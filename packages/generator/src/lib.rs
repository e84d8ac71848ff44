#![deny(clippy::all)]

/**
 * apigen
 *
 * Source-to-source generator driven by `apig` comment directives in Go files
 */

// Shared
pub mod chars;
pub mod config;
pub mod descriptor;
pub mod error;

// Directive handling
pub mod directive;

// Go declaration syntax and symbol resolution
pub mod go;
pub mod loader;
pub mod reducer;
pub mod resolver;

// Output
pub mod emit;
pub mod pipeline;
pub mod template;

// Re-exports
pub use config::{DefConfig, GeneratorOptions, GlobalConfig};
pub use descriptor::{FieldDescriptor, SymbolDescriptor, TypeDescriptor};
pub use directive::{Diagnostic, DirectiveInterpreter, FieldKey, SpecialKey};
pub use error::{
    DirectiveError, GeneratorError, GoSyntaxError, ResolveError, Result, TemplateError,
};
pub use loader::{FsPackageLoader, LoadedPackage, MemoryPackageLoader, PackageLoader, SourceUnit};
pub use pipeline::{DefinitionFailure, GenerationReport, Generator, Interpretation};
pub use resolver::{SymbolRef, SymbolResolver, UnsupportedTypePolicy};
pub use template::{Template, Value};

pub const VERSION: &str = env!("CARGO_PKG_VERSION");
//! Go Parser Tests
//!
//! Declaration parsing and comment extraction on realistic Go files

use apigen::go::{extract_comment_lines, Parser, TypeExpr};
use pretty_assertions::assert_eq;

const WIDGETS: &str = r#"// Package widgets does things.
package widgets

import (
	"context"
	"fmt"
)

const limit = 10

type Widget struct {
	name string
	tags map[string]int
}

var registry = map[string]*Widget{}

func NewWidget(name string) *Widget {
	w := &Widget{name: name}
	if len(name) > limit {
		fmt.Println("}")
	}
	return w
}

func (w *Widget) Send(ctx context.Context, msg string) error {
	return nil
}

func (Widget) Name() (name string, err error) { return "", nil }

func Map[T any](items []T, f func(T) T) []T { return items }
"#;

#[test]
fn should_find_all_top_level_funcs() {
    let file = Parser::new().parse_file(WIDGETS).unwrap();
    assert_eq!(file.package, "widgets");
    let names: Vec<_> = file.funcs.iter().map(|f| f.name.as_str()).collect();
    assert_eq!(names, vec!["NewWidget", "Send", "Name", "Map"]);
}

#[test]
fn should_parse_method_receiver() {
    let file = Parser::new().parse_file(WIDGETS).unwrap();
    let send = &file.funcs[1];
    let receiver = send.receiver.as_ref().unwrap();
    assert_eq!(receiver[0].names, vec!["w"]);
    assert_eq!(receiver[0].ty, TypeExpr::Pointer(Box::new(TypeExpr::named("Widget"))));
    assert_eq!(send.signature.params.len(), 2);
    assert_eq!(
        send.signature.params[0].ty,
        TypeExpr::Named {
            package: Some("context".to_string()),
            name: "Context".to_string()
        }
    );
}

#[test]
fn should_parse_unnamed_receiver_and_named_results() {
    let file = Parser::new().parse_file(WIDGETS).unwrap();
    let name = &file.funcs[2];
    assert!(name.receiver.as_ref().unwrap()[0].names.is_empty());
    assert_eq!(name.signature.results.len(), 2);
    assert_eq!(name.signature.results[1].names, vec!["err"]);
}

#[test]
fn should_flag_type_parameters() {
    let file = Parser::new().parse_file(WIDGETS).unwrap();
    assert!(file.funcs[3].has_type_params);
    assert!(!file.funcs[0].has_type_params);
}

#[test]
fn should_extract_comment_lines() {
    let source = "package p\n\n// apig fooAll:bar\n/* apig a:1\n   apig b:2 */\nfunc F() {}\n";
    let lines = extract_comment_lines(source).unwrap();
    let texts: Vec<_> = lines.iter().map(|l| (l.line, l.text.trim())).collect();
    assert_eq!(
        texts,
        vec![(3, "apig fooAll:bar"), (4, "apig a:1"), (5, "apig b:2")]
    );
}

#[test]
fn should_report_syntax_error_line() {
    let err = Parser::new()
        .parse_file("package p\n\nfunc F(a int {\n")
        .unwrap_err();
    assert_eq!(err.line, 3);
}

== ACTIVITY ==
Every entry is to be restated word for word.

== COMPLETED EXERCISE ==
filename packages/generator/src/lib.rs
repository e84d8ac71848ff44
#![deny(clippy::all)]

/**
 * apigen
 *
 * Source-to-source generator driven by `apig` comment directives in Go files
 */

// Shared
pub mod chars;
pub mod config;
pub mod descriptor;
pub mod error;

// Directive handling
pub mod directive;

// Go declaration syntax and symbol resolution
pub mod go;
pub mod loader;
pub mod reducer;
pub mod resolver;

// Output
pub mod emit;
pub mod pipeline;
pub mod template;

// Re-exports
pub use config::{DefConfig, GeneratorOptions, GlobalConfig};
pub use descriptor::{FieldDescriptor, SymbolDescriptor, TypeDescriptor};
pub use directive::{Diagnostic, DirectiveInterpreter, FieldKey, SpecialKey};
pub use error::{
    DirectiveError, GeneratorError, GoSyntaxError, ResolveError, Result, TemplateError,
};
pub use loader::{FsPackageLoader, LoadedPackage, MemoryPackageLoader, PackageLoader, SourceUnit};
pub use pipeline::{DefinitionFailure, GenerationReport, Generator, Interpretation};
pub use resolver::{SymbolRef, SymbolResolver, UnsupportedTypePolicy};
pub use template::{Template, Value};

pub const VERSION: &str = env!("CARGO_PKG_VERSION");
//! Go Parser Tests
//!
//! Declaration parsing and comment extraction on realistic Go files

use apigen::go::{extract_comment_lines, Parser, TypeExpr};
use pretty_assertions::assert_eq;

const WIDGETS: &str = r#"// Package widgets does things.
package widgets

import (
	"context"
	"fmt"
)

const limit = 10

type Widget struct {
	name string
	tags map[string]int
}

var registry = map[string]*Widget{}

func NewWidget(name string) *Widget {
	w := &Widget{name: name}
	if len(name) > limit {
		fmt.Println("}")
	}
	return w
}

func (w *Widget) Send(ctx context.Context, msg string) error {
	return nil
}

func (Widget) Name() (name string, err error) { return "", nil }

func Map[T any](items []T, f func(T) T) []T { return items }
"#;

#[test]
fn should_find_all_top_level_funcs() {
    let file = Parser::new().parse_file(WIDGETS).unwrap();
    assert_eq!(file.package, "widgets");
    let names: Vec<_> = file.funcs.iter().map(|f| f.name.as_str()).collect();
    assert_eq!(names, vec!["NewWidget", "Send", "Name", "Map"]);
}

#[test]
fn should_parse_method_receiver() {
    let file = Parser::new().parse_file(WIDGETS).unwrap();
    let send = &file.funcs[1];
    let receiver = send.receiver.as_ref().unwrap();
    assert_eq!(receiver[0].names, vec!["w"]);
    assert_eq!(receiver[0].ty, TypeExpr::Pointer(Box::new(TypeExpr::named("Widget"))));
    assert_eq!(send.signature.params.len(), 2);
    assert_eq!(
        send.signature.params[0].ty,
        TypeExpr::Named {
            package: Some("context".to_string()),
            name: "Context".to_string()
        }
    );
}

#[test]
fn should_parse_unnamed_receiver_and_named_results() {
    let file = Parser::new().parse_file(WIDGETS).unwrap();
    let name = &file.funcs[2];
    assert!(name.receiver.as_ref().unwrap()[0].names.is_empty());
    assert_eq!(name.signature.results.len(), 2);
    assert_eq!(name.signature.results[1].names, vec!["err"]);
}

#[test]
fn should_flag_type_parameters() {
    let file = Parser::new().parse_file(WIDGETS).unwrap();
    assert!(file.funcs[3].has_type_params);
    assert!(!file.funcs[0].has_type_params);
}

#[test]
fn should_extract_comment_lines() {
    let source = "package p\n\n// apig fooAll:bar\n/* apig a:1\n   apig b:2 */\nfunc F() {}\n";
    let lines = extract_comment_lines(source).unwrap();
    let texts: Vec<_> = lines.iter().map(|l| (l.line, l.text.trim())).collect();
    assert_eq!(
        texts,
        vec![(3, "apig fooAll:bar"), (4, "apig a:1"), (5, "apig b:2")]
    );
}

#[test]
fn should_report_syntax_error_line() {
    let err = Parser::new()
        .parse_file("package p\n\nfunc F(a int {\n")
        .unwrap_err();
    assert_eq!(err.line, 3);
}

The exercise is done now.